> [Exercise instructions]
Each record, in full, must be restated word for word.

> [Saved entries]
········

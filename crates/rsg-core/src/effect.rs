//! Effect group nodes.
//!
//! An effect group is a wrapper inserted into a parent-child chain directly
//! above whatever it modifies; the wrapped subtree needs no awareness of the
//! effect. Scene links keep effect groups in the graph only while their
//! effect is active, so the default render path pays no extra indirection.

use crate::clone_map::CloneMap;
use crate::group::Children;
use crate::node::{NodeRef, SceneNode};

/// Effect group rendering its subtree with a transparency factor.
pub struct TransparentGroup {
    name: String,
    children: Children,
    transparency: f32,
}

impl TransparentGroup {
    pub fn new(transparency: f32) -> Self {
        Self {
            name: String::new(),
            children: Children::new(),
            transparency,
        }
    }

    /// Transparency factor in `[0, 1]`; 0 means fully opaque.
    pub fn transparency(&self) -> f32 {
        self.transparency
    }

    pub fn set_transparency(&mut self, transparency: f32) {
        self.transparency = transparency;
    }
}

impl SceneNode for TransparentGroup {
    fn name(&self) -> &str {
        &self.name
    }

    fn set_name(&mut self, name: &str) {
        self.name = name.to_string();
    }

    fn children(&self) -> Option<&Children> {
        Some(&self.children)
    }

    fn children_mut(&mut self) -> Option<&mut Children> {
        Some(&mut self.children)
    }

    fn as_any(&self) -> &dyn std::any::Any {
        self
    }

    fn as_any_mut(&mut self) -> &mut dyn std::any::Any {
        self
    }

    fn clone_node(&self, map: &mut CloneMap) -> NodeRef {
        let mut group = TransparentGroup::new(self.transparency);
        group.name = self.name.clone();
        let clone = NodeRef::new(group);
        for child in self.children.iter() {
            let child_clone = map.get_clone(child);
            clone.add_child(&child_clone);
        }
        clone
    }
}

········

> [The completed task]
filename crates/rsg-core/src/effect.rs
//! Effect group nodes.
//!
//! An effect group is a wrapper inserted into a parent-child chain directly
//! above whatever it modifies; the wrapped subtree needs no awareness of the
//! effect. Scene links keep effect groups in the graph only while their
//! effect is active, so the default render path pays no extra indirection.

use crate::clone_map::CloneMap;
use crate::group::Children;
use crate::node::{NodeRef, SceneNode};

/// Effect group rendering its subtree with a transparency factor.
pub struct TransparentGroup {
    name: String,
    children: Children,
    transparency: f32,
}

impl TransparentGroup {
    pub fn new(transparency: f32) -> Self {
        Self {
            name: String::new(),
            children: Children::new(),
            transparency,
        }
    }

    /// Transparency factor in `[0, 1]`; 0 means fully opaque.
    pub fn transparency(&self) -> f32 {
        self.transparency
    }

    pub fn set_transparency(&mut self, transparency: f32) {
        self.transparency = transparency;
    }
}

impl SceneNode for TransparentGroup {
    fn name(&self) -> &str {
        &self.name
    }

    fn set_name(&mut self, name: &str) {
        self.name = name.to_string();
    }

    fn children(&self) -> Option<&Children> {
        Some(&self.children)
    }

    fn children_mut(&mut self) -> Option<&mut Children> {
        Some(&mut self.children)
    }

    fn as_any(&self) -> &dyn std::any::Any {
        self
    }

    fn as_any_mut(&mut self) -> &mut dyn std::any::Any {
        self
    }

    fn clone_node(&self, map: &mut CloneMap) -> NodeRef {
        let mut group = TransparentGroup::new(self.transparency);
        group.name = self.name.clone();
        let clone = NodeRef::new(group);
        for child in self.children.iter() {
            let child_clone = map.get_clone(child);
            clone.add_child(&child_clone);
        }
        clone
    }
}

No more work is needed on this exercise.